Records contained in a dataset:
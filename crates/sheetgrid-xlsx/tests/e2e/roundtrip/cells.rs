//! Cell values, formulas and styles.

use crate::{roundtrip, roundtrip_with, temp_fixture_path, written_part};
use sheetgrid_core::{CellError, CellValue, Workbook};
use sheetgrid_xlsx::{WriterOptions, XlsxReader, XlsxWriter};

fn data_types() -> Workbook {
    let mut workbook = Workbook::new();
    let sheet = workbook.worksheet_mut(0).unwrap();
    sheet.set_cell_value("A1", "Hello").unwrap();
    sheet.set_cell_value("A2", 42.0).unwrap();
    sheet.set_cell_value("A3", -0.125).unwrap();
    sheet.set_cell_value("A4", true).unwrap();
    sheet.set_cell_value("A5", CellError::Na).unwrap();
    sheet.set_cell_value("A6", "  padded  ").unwrap();
    sheet.set_cell_value("A7", "tab\tand\u{1}control").unwrap();
    sheet.set_cell_value("B1", "Hello").unwrap();
    sheet.set_cell_formula("C1", "=SUM(A2:A3)").unwrap();
    sheet
        .set_formula_result(1, 3, CellValue::Number(41.875))
        .unwrap();
    sheet.set_cell_value("XFD1048576", 1.0).unwrap();
    workbook
}

fn text_at(workbook: &Workbook, address: &str) -> Option<String> {
    let value = workbook.worksheet(0).unwrap().get_value(address).unwrap();
    workbook.resolve_text(&value).map(str::to_string)
}

#[test]
fn test_data_types_shared_strings() {
    let reloaded = roundtrip(&data_types());
    let sheet = reloaded.worksheet(0).unwrap();

    assert_eq!(text_at(&reloaded, "A1").as_deref(), Some("Hello"));
    assert_eq!(sheet.get_value("A2").unwrap(), CellValue::Number(42.0));
    assert_eq!(sheet.get_value("A3").unwrap(), CellValue::Number(-0.125));
    assert_eq!(sheet.get_value("A4").unwrap(), CellValue::Boolean(true));
    assert_eq!(sheet.get_value("A5").unwrap(), CellValue::Error(CellError::Na));
    assert_eq!(text_at(&reloaded, "A6").as_deref(), Some("  padded  "));
    assert_eq!(
        text_at(&reloaded, "A7").as_deref(),
        Some("tab\tand\u{1}control")
    );
    // equal strings share one table entry
    assert_eq!(sheet.get_value("A1").unwrap(), sheet.get_value("B1").unwrap());
    assert_eq!(
        sheet.get_value("C1").unwrap(),
        CellValue::Formula {
            text: "SUM(A2:A3)".into(),
            cached: Some(Box::new(CellValue::Number(41.875))),
        }
    );
    assert_eq!(sheet.get_value_at(1_048_576, 16_384), CellValue::Number(1.0));
    assert_eq!(sheet.cell_count(), 10);
}

#[test]
fn test_data_types_inline_strings() {
    let options = WriterOptions {
        shared_strings: false,
        ..WriterOptions::default()
    };
    let reloaded = roundtrip_with(&data_types(), &options);
    let sheet = reloaded.worksheet(0).unwrap();

    assert_eq!(sheet.get_value("A1").unwrap(), CellValue::text("Hello"));
    assert_eq!(sheet.get_value("A6").unwrap(), CellValue::text("  padded  "));
    assert!(reloaded.shared_strings().is_empty());
}

#[test]
fn test_style_indices_survive() {
    let mut workbook = Workbook::new();
    let sheet = workbook.worksheet_mut(0).unwrap();
    sheet.set_cell_value("B2", 1.0).unwrap();
    sheet.set_cell_style_index_at(2, 2, 3).unwrap();
    sheet.set_cell_style_index_at(4, 4, 9).unwrap();

    let styles = written_part(&workbook, "xl/styles.xml");
    assert!(styles.contains(r#"<cellXfs count="10">"#));

    let reloaded = roundtrip(&workbook);
    let sheet = reloaded.worksheet(0).unwrap();
    assert_eq!(sheet.cell_style_index_at(2, 2), 3);
    assert_eq!(sheet.cell_style_index_at(4, 4), 9);
    assert_eq!(sheet.get_value_at(4, 4), CellValue::Empty);
}

#[test]
fn test_file_roundtrip() {
    let (_dir, path) = temp_fixture_path();
    let workbook = data_types();
    XlsxWriter::write_file(&workbook, &path).unwrap();

    let reloaded = XlsxReader::read_file(&path).unwrap();
    assert_eq!(reloaded.sheet_count(), 1);
    assert_eq!(reloaded.worksheet(0).unwrap().name(), "Sheet1");
    assert_eq!(text_at(&reloaded, "A1").as_deref(), Some("Hello"));
}

#[test]
fn test_read_rejects_non_xlsx() {
    let (_dir, path) = temp_fixture_path();
    std::fs::write(&path, b"not a zip archive").unwrap();
    assert!(XlsxReader::read_file(&path).is_err());
}
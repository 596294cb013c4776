//! Common utilities for E2E tests.

use std::io::Cursor;
use std::path::PathBuf;

use sheetgrid_core::Workbook;
use sheetgrid_xlsx::{MemoryPackage, WriterOptions, XlsxReader, XlsxWriter};
use tempfile::TempDir;

/// Write a workbook to an in-memory `.xlsx` and read it back
pub fn roundtrip(workbook: &Workbook) -> Workbook {
    roundtrip_with(workbook, &WriterOptions::default())
}

/// [`roundtrip`] with explicit writer options
pub fn roundtrip_with(workbook: &Workbook, options: &WriterOptions) -> Workbook {
    let mut bytes = Cursor::new(Vec::new());
    XlsxWriter::write_with_options(workbook, &mut bytes, options).expect("write workbook");
    bytes.set_position(0);
    XlsxReader::read(bytes).expect("read workbook back")
}

/// Write a workbook and return the XML of one part
pub fn written_part(workbook: &Workbook, part: &str) -> String {
    let mut bytes = Cursor::new(Vec::new());
    XlsxWriter::write(workbook, &mut bytes).expect("write workbook");
    bytes.set_position(0);
    let package = MemoryPackage::from_zip(bytes).expect("open written archive");
    let xml = package
        .part(part)
        .unwrap_or_else(|| panic!("{} should be written", part));
    String::from_utf8_lossy(xml).into_owned()
}

/// A temp directory and a `.xlsx` path inside it
///
/// The directory is removed when the returned guard drops.
pub fn temp_fixture_path() -> (TempDir, PathBuf) {
    let dir = tempfile::tempdir().expect("create temp dir");
    let path = dir.path().join("fixture.xlsx");
    (dir, path)
}
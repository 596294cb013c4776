//! # sheetgrid-core
//!
//! Core data structures for the sheetgrid spreadsheet engine.
//!
//! This crate provides:
//! - [`store::SparseStore`] - page-indexed sparse storage over the full
//!   1,048,576 x 16,384 grid, with ordered neighbour queries and cursors
//! - [`RowOverlay`] / [`ColumnOverlay`] - row and column metadata, columns
//!   range-compressed into `min..=max` records
//! - [`Shift`] - row/column insert and delete, applied to cells and every
//!   coordinate-indexed sidecar alike
//! - [`Workbook`], [`Worksheet`] - the document model built on top
//!
//! Rows and columns are 1-based. Row 0 and column 0 are sentinels reserved for
//! column and row metadata records inside the store.
//!
//! ## Example
//!
//! ```rust
//! use sheetgrid_core::{Shift, Workbook};
//!
//! let mut workbook = Workbook::new();
//! let sheet = workbook.worksheet_mut(0).unwrap();
//!
//! sheet.set_cell_value("A1", "Hello").unwrap();
//! sheet.set_cell_value("A5", 42.0).unwrap();
//! sheet.set_column_width(1, 20.0).unwrap();
//!
//! sheet.insert_rows(3, 2).unwrap();
//! assert_eq!(sheet.get_value("A7").unwrap().as_number(), Some(42.0));
//! ```

pub mod cell;
pub mod column;
pub mod comment;
pub mod error;
pub mod protection;
pub mod range_list;
pub mod row;
pub mod store;
pub mod workbook;
pub mod worksheet;

// Re-exports for convenience
pub use cell::{
    CellAddress, CellData, CellError, CellRange, CellValue, RangeAddress, SharedString, StringPool,
};
pub use column::{ColumnOverlay, ColumnRecord};
pub use comment::{CellComment, CommentCollection};
pub use error::{Error, Result};
pub use protection::{IgnoredError, IgnoredErrorKind, ProtectedRange};
pub use range_list::RangeList;
pub use row::{RowOverlay, RowRecord, MAX_OUTLINE_LEVEL};
pub use store::{CellBounds, CellCursor, CellKey, Shift, SparseStore};
pub use workbook::{Workbook, WorkbookSettings, DEFAULT_COLUMN_WIDTH, DEFAULT_ROW_HEIGHT};
pub use worksheet::Worksheet;

/// Maximum number of rows in a worksheet (Excel limit)
pub const MAX_ROWS: u32 = 1_048_576;

/// Maximum number of columns in a worksheet (Excel limit)
pub const MAX_COLS: u16 = 16_384;

/// Maximum length of a sheet name
pub const MAX_SHEET_NAME_LEN: usize = 31;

EXERCISE INSTRUCTIONS:
Your reply is to repeat, unchanged, the lines above running from the one with "returned guard drops." up to and including the one with "queries and cursors".

EXERCISE OUTPUT:
/// The directory is removed when the returned guard drops.
pub fn temp_fixture_path() -> (TempDir, PathBuf) {
    let dir = tempfile::tempdir().expect("create temp dir");
    let path = dir.path().join("fixture.xlsx");
    (dir, path)
}
repository 596294cb013c4776
//! # sheetgrid-core
//!
//! Core data structures for the sheetgrid spreadsheet engine.
//!
//! This crate provides:
//! - [`store::SparseStore`] - page-indexed sparse storage over the full
//!   1,048,576 x 16,384 grid, with ordered neighbour queries and cursors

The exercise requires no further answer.